use axum::{
    extract::{Path, Query, State},
    response::{Html, Redirect},
};
use serde::Deserialize;
use std::sync::Arc;

use super::auth::AuthUser;
use super::form::FormInput;
use super::validation::normalize_query;
use super::{ApiError, AppState, views};
use crate::models::AnimeInput;

#[derive(Deserialize)]
pub struct SearchQuery {
    pub q: Option<String>,
}

/// GET /animes
pub async fn list_animes(
    State(state): State<Arc<AppState>>,
    AuthUser(user): AuthUser,
    Query(params): Query<SearchQuery>,
) -> Result<Html<String>, ApiError> {
    let needle = normalize_query(params.q.as_deref());
    let animes = state.store.animes().list(needle.as_deref()).await?;

    Ok(Html(views::anime::list(
        &user.username,
        &animes,
        params.q.as_deref().unwrap_or_default(),
    )))
}

/// GET /animes/new
pub async fn new_anime_form(AuthUser(user): AuthUser) -> Html<String> {
    Html(views::anime::new_form(&user.username))
}

/// POST /animes
pub async fn create_anime(
    State(state): State<Arc<AppState>>,
    FormInput(fields): FormInput,
) -> Result<Redirect, ApiError> {
    let anime = state
        .store
        .animes()
        .create(AnimeInput::from_fields(&fields))
        .await?;

    Ok(Redirect::to(&format!("/animes/{}", anime.id)))
}

/// GET /animes/{id}
pub async fn get_anime(
    State(state): State<Arc<AppState>>,
    AuthUser(user): AuthUser,
    Path(id): Path<String>,
) -> Result<Html<String>, ApiError> {
    let (anime, reviews) = state
        .store
        .animes()
        .get_with_reviews(&id)
        .await?
        .ok_or_else(|| ApiError::not_found("Anime"))?;

    Ok(Html(views::anime::detail(&user.username, &anime, &reviews)))
}

/// GET /animes/{id}/edit
pub async fn edit_anime_form(
    State(state): State<Arc<AppState>>,
    AuthUser(user): AuthUser,
    Path(id): Path<String>,
) -> Result<Html<String>, ApiError> {
    let anime = state
        .store
        .animes()
        .get(&id)
        .await?
        .ok_or_else(|| ApiError::not_found("Anime"))?;

    Ok(Html(views::anime::edit_form(&user.username, &anime)))
}

/// PUT /animes/{id}
pub async fn update_anime(
    State(state): State<Arc<AppState>>,
    Path(id): Path<String>,
    FormInput(fields): FormInput,
) -> Result<Redirect, ApiError> {
    state
        .store
        .animes()
        .update(&id, AnimeInput::from_fields(&fields))
        .await?;

    Ok(Redirect::to(&format!("/animes/{id}")))
}

/// DELETE /animes/{id}
pub async fn delete_anime(
    State(state): State<Arc<AppState>>,
    Path(id): Path<String>,
) -> Result<Redirect, ApiError> {
    state.store.animes().delete(&id).await?;
    Ok(Redirect::to("/animes"))
}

============

_Activity_
Transcribe the full listing exactly, leaving out no line.

_Exercise output_
use axum::{
    extract::{Path, Query, State},
    response::{Html, Redirect},
};
use serde::Deserialize;
use std::sync::Arc;

use super::auth::AuthUser;
use super::form::FormInput;
use super::validation::normalize_query;
use super::{ApiError, AppState, views};
use crate::models::AnimeInput;

#[derive(Deserialize)]
pub struct SearchQuery {
    pub q: Option<String>,
}

/// GET /animes
pub async fn list_animes(
    State(state): State<Arc<AppState>>,
    AuthUser(user): AuthUser,
    Query(params): Query<SearchQuery>,
) -> Result<Html<String>, ApiError> {
    let needle = normalize_query(params.q.as_deref());
    let animes = state.store.animes().list(needle.as_deref()).await?;

    Ok(Html(views::anime::list(
        &user.username,
        &animes,
        params.q.as_deref().unwrap_or_default(),
    )))
}

/// GET /animes/new
pub async fn new_anime_form(AuthUser(user): AuthUser) -> Html<String> {
    Html(views::anime::new_form(&user.username))
}

/// POST /animes
pub async fn create_anime(
    State(state): State<Arc<AppState>>,
    FormInput(fields): FormInput,
) -> Result<Redirect, ApiError> {
    let anime = state
        .store
        .animes()
        .create(AnimeInput::from_fields(&fields))
        .await?;

    Ok(Redirect::to(&format!("/animes/{}", anime.id)))
}

/// GET /animes/{id}
pub async fn get_anime(
    State(state): State<Arc<AppState>>,
    AuthUser(user): AuthUser,
    Path(id): Path<String>,
) -> Result<Html<String>, ApiError> {
    let (anime, reviews) = state
        .store
        .animes()
        .get_with_reviews(&id)
        .await?
        .ok_or_else(|| ApiError::not_found("Anime"))?;

    Ok(Html(views::anime::detail(&user.username, &anime, &reviews)))
}

/// GET /animes/{id}/edit
pub async fn edit_anime_form(
    State(state): State<Arc<AppState>>,
    AuthUser(user): AuthUser,
    Path(id): Path<String>,
) -> Result<Html<String>, ApiError> {
    let anime = state
        .store
        .animes()
        .get(&id)
        .await?
        .ok_or_else(|| ApiError::not_found("Anime"))?;

    Ok(Html(views::anime::edit_form(&user.username, &anime)))
}

/// PUT /animes/{id}
pub async fn update_anime(
    State(state): State<Arc<AppState>>,
    Path(id): Path<String>,
    FormInput(fields): FormInput,
) -> Result<Redirect, ApiError> {
    state
        .store
        .animes()
        .update(&id, AnimeInput::from_fields(&fields))
        .await?;

    Ok(Redirect::to(&format!("/animes/{id}")))
}

/// DELETE /animes/{id}
pub async fn delete_anime(
    State(state): State<Arc<AppState>>,
    Path(id): Path<String>,
) -> Result<Redirect, ApiError> {
    state.store.animes().delete(&id).await?;
    Ok(Redirect::to("/animes"))
}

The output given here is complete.